Converting Character Values to Numeric in R: A How-To Guide
First, let’s create a dataset.
df= data.frame(
location= rep(c("Illinois", "Iowa"), each = 12),
fertilizer= rep(c("A", "A", "A", "B", "B", "B", "C", "C", "C", "D", "D", "D"), times = 2),
block= rep(c("I", "II", "II"), times = 8),
yield= c('100', '99', '98', '125', "NA", '135', '140', '138', '128', '80', '87', '76', '130', "NA", '140', '145', '148', '152', "#DIV/0!", '158', '165', '80', '78', "NA"),
yield1= c(100, 99, 98, 125, NA, 135, 140, 138, 128, 80, 87, 76, 130, NA, 140, 145, 148, 152, NA, 158, 165, 80, 78, NA)
)
df
location fertilizer block yield yield1
Illinois A I 100 100
Illinois A II 99 99
Illinois A II 98 98
Illinois B I 125 125
Illinois B II NA NA
.
.
Iowa B II 152 152
Iowa C I #DIV/0! NA
and observe the different data formats of each value.
'data.frame': 24 obs. of 5 variables:
$ location : chr "Illinois" "Illinois" "Illinois" "Illinois" ...

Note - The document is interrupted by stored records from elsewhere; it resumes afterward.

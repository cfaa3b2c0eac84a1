//! Configuration of the quantities exchanged with the external solver.
//!
//! Two directions, two quantities each:
//!
//! | Parameter | Direction | Meaning |
//! |-----------|-----------|---------|
//! | `temp` | host → external | variable setting the boundary temperature |
//! | `heat_flux` | host → external | variable setting the wall heat flux |
//! | `external_temp` | external → host | variable receiving the boundary temperature |
//! | `external_heat_flux` | external → host | variable receiving the wall heat flux |
//!
//! Any parameter may be omitted. The two parameters of one direction must
//! not name the same variable.

use serde::{Deserialize, Serialize};
use tracing::warn;

use crate::error::{BcError, BcResult};

const PARAM_TEMP: &str = "temp";
const PARAM_HEAT_FLUX: &str = "heat_flux";
const PARAM_EXTERNAL_TEMP: &str = "external_temp";
const PARAM_EXTERNAL_HEAT_FLUX: &str = "external_heat_flux";

/// Direction of a solution sync.
#[derive(Clone, Copy, Debug, PartialEq, Eq)]
pub enum SyncDirection {
    /// Host solution copied into the external solver
    ToExternal,
    /// External solution copied into the host
    FromExternal,
}

/// Which quantities take part in a sync.
#[derive(Clone, Copy, Debug, PartialEq, Eq)]
pub enum SyncVariables {
    WallTemperature,
    WallHeatFlux,
    Both,
}

impl SyncVariables {
    /// Whether the wall temperature is transferred.
    pub fn transfers_temperature(self) -> bool {
        matches!(self, SyncVariables::WallTemperature | SyncVariables::Both)
    }

    /// Whether the wall heat flux is transferred.
    pub fn transfers_heat_flux(self) -> bool {
        matches!(self, SyncVariables::WallHeatFlux | SyncVariables::Both)
    }

    fn from_flags(temperature: bool, heat_flux: bool) -> Option<Self> {
        match (temperature, heat_flux) {
            (true, true) => Some(SyncVariables::Both),
            (true, false) => Some(SyncVariables::WallTemperature),
            (false, true) => Some(SyncVariables::WallHeatFlux),
            (false, false) => None,
        }
    }
}

/// Host variables used to exchange boundary data with the external solver.
#[derive(Clone, Debug, Default, PartialEq, Eq, Serialize, Deserialize)]
#[serde(default)]
pub struct TransferConfig {
    /// Host variable setting the external boundary temperature
    pub temp: Option<String>,
    /// Host variable setting the external wall heat flux
    pub heat_flux: Option<String>,
    /// Host variable receiving the external boundary temperature
    pub external_temp: Option<String>,
    /// Host variable receiving the external wall heat flux
    pub external_heat_flux: Option<String>,
}

impl TransferConfig {
    /// Check the configuration.
    ///
    /// An inert direction only logs a warning.
    ///
    /// # Errors
    /// `BcError::ConflictingTransfer` if both parameters of one direction
    /// name the same variable.
    pub fn validate(&self) -> BcResult<()> {
        check_pair(
            (PARAM_TEMP, set(&self.temp)),
            (PARAM_HEAT_FLUX, set(&self.heat_flux)),
            "No quantities are being transferred to the external solver.",
        )?;
        check_pair(
            (PARAM_EXTERNAL_TEMP, set(&self.external_temp)),
            (PARAM_EXTERNAL_HEAT_FLUX, set(&self.external_heat_flux)),
            "No quantities are being copied from the external solver.",
        )
    }

    /// Quantities exchanged in a given direction, `None` if nothing is.
    pub fn sync_variables(&self, direction: SyncDirection) -> Option<SyncVariables> {
        match direction {
            SyncDirection::ToExternal => SyncVariables::from_flags(
                set(&self.temp).is_some(),
                set(&self.heat_flux).is_some(),
            ),
            SyncDirection::FromExternal => SyncVariables::from_flags(
                set(&self.external_temp).is_some(),
                set(&self.external_heat_flux).is_some(),
            ),
        }
    }
}

// Empty strings count as unset.
fn set(param: &Option<String>) -> Option<&str> {
    param.as_deref().filter(|s| !s.is_empty())
}

fn check_pair(
    first: (&'static str, Option<&str>),
    second: (&'static str, Option<&str>),
    inert_message: &str,
) -> BcResult<()> {
    match (first.1, second.1) {
        (None, None) => {
            warn!(
                "Neither parameters '{}' or '{}' are set. {}",
                first.0, second.0, inert_message
            );
            Ok(())
        }
        (Some(a), Some(b)) if a == b => Err(BcError::ConflictingTransfer {
            first: first.0,
            second: second.0,
            variable: a.to_string(),
        }),
        _ => Ok(()),
    }
}
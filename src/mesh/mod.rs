//! External mesh representation.
//!
//! Provides the boundary-side view of the externally owned CFD mesh:
//! - The read-only catalog service boundary conditions query
//! - Patch kinds of the external case
//! - An in-memory mirror of the coupled patches

mod catalog;
mod patch_kind;
mod patch_mesh;

pub use catalog::ExternalMesh;
pub use patch_kind::PatchKind;
pub use patch_mesh::{Patch, PatchMesh};
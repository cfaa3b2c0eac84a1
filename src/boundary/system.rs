//! The set of coupled boundary conditions of one problem.

use tracing::{debug, info};

use super::{BcRegistry, CoupledBoundaryCondition};
use crate::config::BcSpec;
use crate::diagnostics::InfoTable;
use crate::error::{BcError, BcResult};
use crate::field::BoundaryFields;
use crate::problem::ProblemContext;

/// Owns the coupled boundary conditions of a problem and drives their
/// lifecycle: one `initial_setup` pass, then any number of `apply_all`.
#[derive(Debug, Default)]
pub struct CoupledBCSystem<'m> {
    bcs: Vec<Box<dyn CoupledBoundaryCondition + 'm>>,
    setup_done: bool,
}

impl<'m> CoupledBCSystem<'m> {
    /// Create an empty system.
    pub fn new() -> Self {
        Self {
            bcs: Vec::new(),
            setup_done: false,
        }
    }

    /// Build every configured condition through the registry.
    ///
    /// Fails on the first condition that cannot be built.
    pub fn from_specs(
        registry: &BcRegistry,
        specs: &[BcSpec],
        ctx: ProblemContext<'m>,
    ) -> BcResult<Self> {
        let mut system = Self::new();
        for spec in specs {
            system.add(registry.build_spec(spec, ctx)?);
        }
        Ok(system)
    }

    /// Add a condition. Conditions run in insertion order.
    pub fn add(&mut self, bc: Box<dyn CoupledBoundaryCondition + 'm>) {
        self.bcs.push(bc);
    }

    /// Number of conditions.
    pub fn len(&self) -> usize {
        self.bcs.len()
    }

    /// Check if the system has no conditions.
    pub fn is_empty(&self) -> bool {
        self.bcs.is_empty()
    }

    /// Iterate over the conditions.
    pub fn iter(&self) -> impl Iterator<Item = &(dyn CoupledBoundaryCondition + 'm)> {
        self.bcs.iter().map(|bc| bc.as_ref())
    }

    /// Whether `initial_setup` has completed.
    pub fn is_setup(&self) -> bool {
        self.setup_done
    }

    /// Run the one-time setup of every condition.
    ///
    /// Repeated calls are no-ops. A failing condition aborts setup and
    /// leaves the system not set up.
    pub fn initial_setup(&mut self) -> BcResult<()> {
        if self.setup_done {
            debug!("coupled boundary conditions already set up");
            return Ok(());
        }
        for bc in &mut self.bcs {
            bc.initial_setup()?;
        }
        self.setup_done = true;
        info!(n_bcs = self.bcs.len(), "coupled boundary conditions set up");
        Ok(())
    }

    /// Impose every condition on the boundary fields.
    ///
    /// # Errors
    /// `BcError::SetupNotRun` before `initial_setup` succeeded.
    pub fn apply_all(&self, fields: &mut BoundaryFields) -> BcResult<()> {
        if !self.setup_done {
            return Err(BcError::SetupNotRun);
        }
        for bc in &self.bcs {
            bc.apply_boundary_condition(fields)?;
        }
        Ok(())
    }

    /// Diagnostics table with one row per condition.
    pub fn info_table(&self) -> BcResult<InfoTable> {
        let mut table = InfoTable::coupled_bc();
        for bc in &self.bcs {
            bc.add_info_row(&mut table)?;
        }
        Ok(table)
    }
}

#[cfg(test)]
mod tests {
    use super::*;
    use crate::config::BcParams;
    use crate::field::PatchField;
    use crate::mesh::{Patch, PatchKind, PatchMesh};
    use crate::problem::{CoupledProblem, TransferConfig};

    fn problem() -> CoupledProblem<PatchMesh> {
        let mesh = PatchMesh::new(vec![
            Patch::new(0, "inlet", PatchKind::Patch, 2),
            Patch::wall(1, "wall", 2),
        ]);
        CoupledProblem::new(mesh, TransferConfig::default()).unwrap()
    }

    fn specs() -> Vec<BcSpec> {
        vec![
            BcSpec::new(
                "FixedValue",
                BcParams::new("T")
                    .with_boundary(["inlet"])
                    .with_value("value", 5.0),
            ),
            BcSpec::new("ZeroGradient", BcParams::new("T").with_boundary(["wall"])),
        ]
    }

    #[test]
    fn test_apply_requires_setup() {
        let problem = problem();
        let mut system =
            CoupledBCSystem::from_specs(&BcRegistry::with_builtin(), &specs(), problem.context())
                .unwrap();
        let mut fields = BoundaryFields::for_mesh(problem.mesh(), &["T"]);

        assert_eq!(system.apply_all(&mut fields).unwrap_err(), BcError::SetupNotRun);

        system.initial_setup().unwrap();
        assert!(system.is_setup());
        system.apply_all(&mut fields).unwrap();
        assert_eq!(fields.get("T", "inlet").unwrap().face, vec![5.0, 5.0]);
    }

    #[test]
    fn test_apply_in_insertion_order() {
        let problem = problem();
        let registry = BcRegistry::with_builtin();
        let mut system = CoupledBCSystem::new();
        let fixed = BcParams::new("T").with_value("value", 1.0);
        let zero_gradient = BcParams::new("T").with_boundary(["wall"]);
        system.add(registry.build("FixedValue", &fixed, problem.context()).unwrap());
        system.add(registry.build("ZeroGradient", &zero_gradient, problem.context()).unwrap());
        system.initial_setup().unwrap();

        let mut fields = BoundaryFields::new();
        fields.insert("T", "inlet", PatchField::from_interior(vec![7.0, 7.0]));
        fields.insert("T", "wall", PatchField::from_interior(vec![8.0, 9.0]));
        system.apply_all(&mut fields).unwrap();

        assert_eq!(fields.get("T", "inlet").unwrap().face, vec![1.0, 1.0]);
        assert_eq!(fields.get("T", "wall").unwrap().face, vec![8.0, 9.0]);
    }

    #[test]
    fn test_failed_setup_keeps_system_unset() {
        let problem = problem();
        let registry = BcRegistry::with_builtin();
        let mut system = CoupledBCSystem::new();
        system.add(
            registry
                .build(
                    "FixedValue",
                    &BcParams::new("T").with_value("value", f64::INFINITY),
                    problem.context(),
                )
                .unwrap(),
        );

        assert!(system.initial_setup().is_err());
        assert!(!system.is_setup());
    }

    #[test]
    fn test_info_table_one_row_per_bc() {
        let problem = problem();
        let system =
            CoupledBCSystem::from_specs(&BcRegistry::with_builtin(), &specs(), problem.context())
                .unwrap();

        let table = system.info_table().unwrap();
        assert_eq!(table.n_rows(), 2);
        assert_eq!(table.rows()[0][2], "inlet");
        assert_eq!(table.rows()[1][0], "ZeroGradient");
    }

    #[test]
    fn test_from_specs_fails_on_bad_boundary() {
        let problem = problem();
        let specs = vec![BcSpec::new(
            "ZeroGradient",
            BcParams::new("T").with_boundary(["outlet"]),
        )];
        let result =
            CoupledBCSystem::from_specs(&BcRegistry::with_builtin(), &specs, problem.context());
        assert_eq!(result.err(), Some(BcError::unknown_boundary("outlet")));
    }
}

$ fertilizer: chr "A" "A" "A" "B" ...
$ block : chr "I" "II" "II" "I" ...
$ yield : chr "100" "99" "98" "125" ...
$ yield1 : num 100 99 98 125 NA 135 140 138 128 80 ...
I have two sets of yield data: one in character format (yield
column) and the other in numeric format (yield1
column).
How to convert missing value to 0 when data is numeric?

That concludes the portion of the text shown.